Articulate is looking for a Site Reliability Engineer II to join our growing Platform team! As a SRE II, you'll be focused on the execution of your team’s work in infrastructure, reliability. You'll be responsible for delivery and use your responsibilities to grow skills and build expertise in our technology, processes, and culture.
What You'll Do:
- Be an example of the best practices your team and adjacent teams should follow when building and maintaining our infrastructure.
- Learn how to orchestrate and maintain our infrastructure with Terraform, Github Actions, Kubernetes and more in AWS.
- Actively participate in pairing sessions with senior engineers to grow your skill set.
- Consistently deliver highly scalable, resilient, and cost-effective infrastructure solutions for our customers to use.
- Take a proactive approach to problem-solving (driving for measurable results, be an example of our engineering values, etc).
- Collaborate on project milestones and participate in breaking down initiatives into iterative work items while taking ownership of small to medium task generation and task management.
- Ability to communicate and collaborate effectively with members of a team by being highly engaged in all aspects of our team and responsibilities.
- Participate in our on-call rotation and contribute to incident reviews.
- Collaborate with the team to work through new ideas, brainstorming solutions, and aligning with platform standards.
- Work with others on the team to perform the necessary testing required to ensure that our infrastructure and supporting systems are performing to industry standards and meet the quality level our customers expect.
- Ensure timely execution of technical project work against the expected milestones while working as part of our cycle planning process.
- Ability to work with a sense of urgency to find solutions to problems quickly with an iterative approach.
- Is a nimble learner whereby they view mistakes as opportunities to learn, enjoy the challenge of unfamiliar tasks, and seek new approaches to solve problems.

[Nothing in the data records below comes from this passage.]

//! Classical orthogonal polynomials on `[-1, 1]`.
//!
//! All families are Jacobi polynomials with weight `(1-x)^α (1+x)^β`:
//!
//! | family     | α      | β      |
//! |------------|--------|--------|
//! | Legendre   | 0      | 0      |
//! | Chebyshev1 | -1/2   | -1/2   |
//! | Chebyshev2 | 1/2    | 1/2    |
//! | Gegenbauer | λ      | λ      |
//!
//! Every scaling is derived from the monic recurrence
//! `π_{n+1} = (x - α_n) π_n - β_n π_{n-1}`:
//! - monic: `(1, α_n, β_n)`, `p_0 = 1`
//! - classical: rescaled by the leading-coefficient ratio `r_n = k_{n+1}/k_n`
//! - normal: `(1/√β_{n+1}, α_n/√β_{n+1}, √(β_n/β_{n+1}))`, `p_0 = 1/√μ_0`

use std::fmt;

use log::debug;

use super::{Recurrence, RecurrenceRecord, Scaling, require_scaling};
use crate::arith::{Arithmetic, ArithmeticMode, Exact, Scalar, cast};
use crate::error::{OrthoError, Result};

const LINE_SCALINGS: [Scaling; 3] = [Scaling::Monic, Scaling::Classical, Scaling::Normal];

/// Named family on the interval.
#[derive(Debug, Clone, Copy, PartialEq, Eq, Hash)]
pub enum LineFamily {
    Chebyshev1,
    Chebyshev2,
    Legendre,
    Gegenbauer,
    Jacobi,
}

impl LineFamily {
    pub fn name(self) -> &'static str {
        match self {
            Self::Chebyshev1 => "Chebyshev (first kind)",
            Self::Chebyshev2 => "Chebyshev (second kind)",
            Self::Legendre => "Legendre",
            Self::Gegenbauer => "Gegenbauer",
            Self::Jacobi => "Jacobi",
        }
    }
}

impl fmt::Display for LineFamily {
    fn fmt(&self, f: &mut fmt::Formatter<'_>) -> fmt::Result {
        write!(f, "{}", self.name())
    }
}

/// Jacobi coefficients in one working arithmetic.
#[derive(Debug, Clone)]
struct Jacobi<S> {
    family: LineFamily,
    alpha: S,
    beta: S,
    scaling: Scaling,
}

impl<S: Scalar> Jacobi<S> {
    fn int(n: usize) -> S {
        S::from_int(n as i64)
    }

    fn sum(&self) -> S {
        self.alpha.clone() + self.beta.clone()
    }

    /// Monic diagonal coefficient α_n.
    fn diagonal(&self, n: usize) -> S {
        if self.family != LineFamily::Jacobi {
            return S::zero();
        }
        let (a, b) = (self.alpha.clone(), self.beta.clone());
        let s = self.sum();
        if n == 0 {
            return (b - a) / (s + S::from_int(2));
        }
        let k = Self::int(2 * n) + s;
        (b.clone() * b - a.clone() * a) / (k.clone() * (k + S::from_int(2)))
    }

    /// Monic off-diagonal coefficient β_n, `n ≥ 1`.
    fn off_diagonal(&self, n: usize) -> S {
        let nn = Self::int(n);
        match self.family {
            LineFamily::Chebyshev1 if n == 1 => S::from_ratio(1, 2),
            LineFamily::Chebyshev1 | LineFamily::Chebyshev2 => S::from_ratio(1, 4),
            LineFamily::Legendre => {
                let n2 = (n * n) as i64;
                S::from_ratio(n2, 4 * n2 - 1)
            }
            LineFamily::Gegenbauer => {
                let two_l = S::from_int(2) * self.alpha.clone();
                if n == 1 {
                    return S::one() / (S::from_int(3) + two_l);
                }
                let k = Self::int(2 * n) + two_l.clone();
                nn.clone() * (nn + two_l)
                    / ((k.clone() + S::one()) * (k - S::one()))
            }
            LineFamily::Jacobi => {
                let (a, b) = (self.alpha.clone(), self.beta.clone());
                let s = self.sum();
                let four = S::from_int(4);
                if n == 1 {
                    let k = s.clone() + S::from_int(2);
                    return four * (S::one() + a) * (S::one() + b)
                        / (k.clone() * k * (s + S::from_int(3)));
                }
                let k = Self::int(2 * n) + s.clone();
                four * nn.clone() * (nn.clone() + a) * (nn.clone() + b) * (nn + s)
                    / (k.clone() * k.clone() * (k.clone() + S::one()) * (k - S::one()))
            }
        }
    }

    /// Ratio `k_{n+1}/k_n` of leading coefficients in the classical scaling.
    fn leading_ratio(&self, n: usize) -> S {
        let s = self.sum();
        if n == 0 {
            return (s + S::from_int(2)) / S::from_int(2);
        }
        let k = Self::int(2 * n) + s.clone();
        (k.clone() + S::one()) * (k + S::from_int(2))
            / (S::from_int(2) * Self::int(n + 1) * (Self::int(n + 1) + s))
    }

    /// `∫ (1-x)^α (1+x)^β dx` over `[-1, 1]`.
    fn zeroth_moment(&self) -> S {
        match self.family {
            LineFamily::Legendre => S::from_int(2),
            LineFamily::Chebyshev1 => S::pi(),
            LineFamily::Chebyshev2 => S::pi() / S::from_int(2),
            LineFamily::Gegenbauer | LineFamily::Jacobi => {
                let s = self.sum();
                S::from_int(2).powr(&(s.clone() + S::one()))
                    * (self.alpha.clone() + S::one()).gamma()
                    * (self.beta.clone() + S::one()).gamma()
                    / (s + S::from_int(2)).gamma()
            }
        }
    }

    fn p0(&self) -> S {
        match self.scaling {
            Scaling::Normal => S::one() / self.zeroth_moment().sqrt(),
            _ => S::one(),
        }
    }

    fn record(&self, n: usize) -> RecurrenceRecord<S> {
        let alpha = self.diagonal(n);
        match self.scaling {
            Scaling::Classical => {
                let r = self.leading_ratio(n);
                let c = (n > 0).then(|| {
                    r.clone() * self.leading_ratio(n - 1) * self.off_diagonal(n)
                });
                RecurrenceRecord {
                    a: r.clone(),
                    b: r * alpha,
                    c,
                }
            }
            Scaling::Normal => {
                let next = self.off_diagonal(n + 1);
                let root = next.sqrt();
                let c = (n > 0).then(|| (self.off_diagonal(n) / next).sqrt());
                RecurrenceRecord {
                    a: S::one() / root.clone(),
                    b: alpha / root,
                    c,
                }
            }
            _ => RecurrenceRecord {
                a: S::one(),
                b: alpha,
                c: (n > 0).then(|| self.off_diagonal(n)),
            },
        }
    }
}

#[derive(Debug, Clone)]
enum Engine {
    Exact(Jacobi<Exact>),
    Floating(Jacobi<f64>),
}

/// Coefficient provider for the families on `[-1, 1]`.
///
/// # Example
///
/// ```
/// use orthopoly::{ArithmeticMode, LineRecurrence, Recurrence, Scaling};
///
/// let legendre = LineRecurrence::<f64>::legendre(Scaling::Monic, ArithmeticMode::Auto).unwrap();
/// let record = legendre.record(1);
/// assert_eq!(record.a, 1.0);
/// assert!((record.c.unwrap() - 1.0 / 3.0).abs() < 1e-15);
/// ```
#[derive(Debug, Clone)]
pub struct LineRecurrence<R> {
    family: LineFamily,
    scaling: Scaling,
    arithmetic: Arithmetic<R>,
    engine: Engine,
}

impl<R: Scalar> LineRecurrence<R> {
    /// Chebyshev polynomials of the first kind, weight `1/√(1-x²)`.
    pub fn chebyshev1(scaling: Scaling, mode: ArithmeticMode) -> Result<Self> {
        let half = R::from_ratio(-1, 2);
        Self::build(LineFamily::Chebyshev1, scaling, half.clone(), half, mode)
    }

    /// Chebyshev polynomials of the second kind, weight `√(1-x²)`.
    pub fn chebyshev2(scaling: Scaling, mode: ArithmeticMode) -> Result<Self> {
        let half = R::from_ratio(1, 2);
        Self::build(LineFamily::Chebyshev2, scaling, half.clone(), half, mode)
    }

    /// Legendre polynomials, weight 1.
    pub fn legendre(scaling: Scaling, mode: ArithmeticMode) -> Result<Self> {
        Self::build(LineFamily::Legendre, scaling, R::zero(), R::zero(), mode)
    }

    /// Gegenbauer polynomials, weight `(1-x²)^λ`.
    pub fn gegenbauer(scaling: Scaling, lambda: R, mode: ArithmeticMode) -> Result<Self> {
        check_exponent("lambda", &lambda)?;
        Self::build(LineFamily::Gegenbauer, scaling, lambda.clone(), lambda, mode)
    }

    /// Jacobi polynomials, weight `(1-x)^α (1+x)^β`.
    pub fn jacobi(scaling: Scaling, alpha: R, beta: R, mode: ArithmeticMode) -> Result<Self> {
        check_exponent("alpha", &alpha)?;
        check_exponent("beta", &beta)?;
        Self::build(LineFamily::Jacobi, scaling, alpha, beta, mode)
    }

    fn build(
        family: LineFamily,
        scaling: Scaling,
        alpha: R,
        beta: R,
        mode: ArithmeticMode,
    ) -> Result<Self> {
        require_scaling(family.name(), scaling, &LINE_SCALINGS)?;
        let arithmetic = Arithmetic::<R>::select(mode);

        let engine = if arithmetic.is_exact() {
            Engine::Exact(Jacobi {
                family,
                alpha: rational("alpha", &alpha)?,
                beta: rational("beta", &beta)?,
                scaling,
            })
        } else {
            Engine::Floating(Jacobi {
                family,
                alpha: alpha.to_f64(),
                beta: beta.to_f64(),
                scaling,
            })
        };

        let provider = Self {
            family,
            scaling,
            arithmetic,
            engine,
        };
        if provider.p0().is_nan() {
            return Err(OrthoError::Inexact(format!(
                "normalisation constant of the {family} weight"
            )));
        }

        debug!(
            "{} recurrence: scaling={}, alpha={}, beta={}, mode={}",
            family,
            scaling,
            alpha,
            beta,
            provider.arithmetic.mode()
        );
        Ok(provider)
    }

    pub fn family(&self) -> LineFamily {
        self.family
    }

    pub fn scaling(&self) -> Scaling {
        self.scaling
    }

    /// Integral of the weight function over `[-1, 1]`; NaN if not
    /// representable in the bound arithmetic.
    pub fn zeroth_moment(&self) -> R {
        match &self.engine {
            Engine::Exact(j) => cast(&j.zeroth_moment()),
            Engine::Floating(j) => cast(&j.zeroth_moment()),
        }
    }
}

impl<R: Scalar> Recurrence<R> for LineRecurrence<R> {
    type Record = RecurrenceRecord<R>;

    fn p0(&self) -> R {
        match &self.engine {
            Engine::Exact(j) => cast(&j.p0()),
            Engine::Floating(j) => cast(&j.p0()),
        }
    }

    fn record(&self, n: usize) -> RecurrenceRecord<R> {
        match &self.engine {
            Engine::Exact(j) => j.record(n).map(|v| cast(&v)),
            Engine::Floating(j) => j.record(n).map(|v| cast(&v)),
        }
    }

    fn arithmetic(&self) -> Arithmetic<R> {
        self.arithmetic.clone()
    }
}

/// Weight exponents must keep the weight integrable.
fn check_exponent<R: Scalar>(name: &'static str, value: &R) -> Result<()> {
    if value.is_nan() || value.to_f64() <= -1.0 {
        return Err(OrthoError::invalid_parameter(
            name,
            value,
            "must be greater than -1",
        ));
    }
    Ok(())
}

fn rational<R: Scalar>(name: &'static str, value: &R) -> Result<Exact> {
    let exact: Exact = cast(value);
    match exact.as_rational() {
        Some(_) => Ok(exact),
        None => Err(OrthoError::Inexact(format!("parameter {name} = {value}"))),
    }
}

/// The monomials `1, x, x², …` as a degenerate recurrence
/// (`a = 1`, `b = 0`, `c = 0`).
///
/// Reference basis under which modified moments are plain moments.
#[derive(Debug, Clone)]
pub struct MonomialBasis<R> {
    arithmetic: Arithmetic<R>,
}

impl<R: Scalar> MonomialBasis<R> {
    pub fn new(mode: ArithmeticMode) -> Self {
        Self {
            arithmetic: Arithmetic::select(mode),
        }
    }
}

impl<R: Scalar> Recurrence<R> for MonomialBasis<R> {
    type Record = RecurrenceRecord<R>;

    fn p0(&self) -> R {
        R::one()
    }

    fn record(&self, n: usize) -> RecurrenceRecord<R> {
        RecurrenceRecord {
            a: R::one(),
            b: R::zero(),
            c: (n > 0).then(R::zero),
        }
    }

    fn arithmetic(&self) -> Arithmetic<R> {
        self.arithmetic.clone()
    }
}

- Is a collaborator whereby they facilitate an open dialogue with a wide variety of contributors and stakeholders, balance their own interests with others’ and promote high visibility of shared contributions to goals.
What You Should Have:
- 2+ years experience as a Site Reliability Engineer II or equivalent role.
- Hands-on experience Go, Javascript or similar language.
- sHands-on experience with container technologies such as Docker.
- Demonstrated hands-on experience with Go, Python, or similar languages.
- Experience using Terraform or similar IaC technologies.
- Experience with container orchestration platforms such as Kubernetes or ECS.
- Experience with sharing knowledge across teams to create a self-serving platform.
- Experience implementing and managing monitoring solutions; setting up comprehensive alerts to ensure quick response to any performance issues or downtime.
- Knowledgeable in using KPIs to drive observability, monitoring, and alerting to better serve ourselves and our customers.
- Demonstrated focus on iterative development practices and incrementally delivering value over time.
Nice to haves:
- Experience configuring and managing environments in AWS.
- Experience developing and maintaining Helm charts for deployment manifests in Kubernetes.
- Familiarity optimizing infrastructure for AI/ML workloads.
- Familiarity with GitHub Actions and CI/CD deployment practices.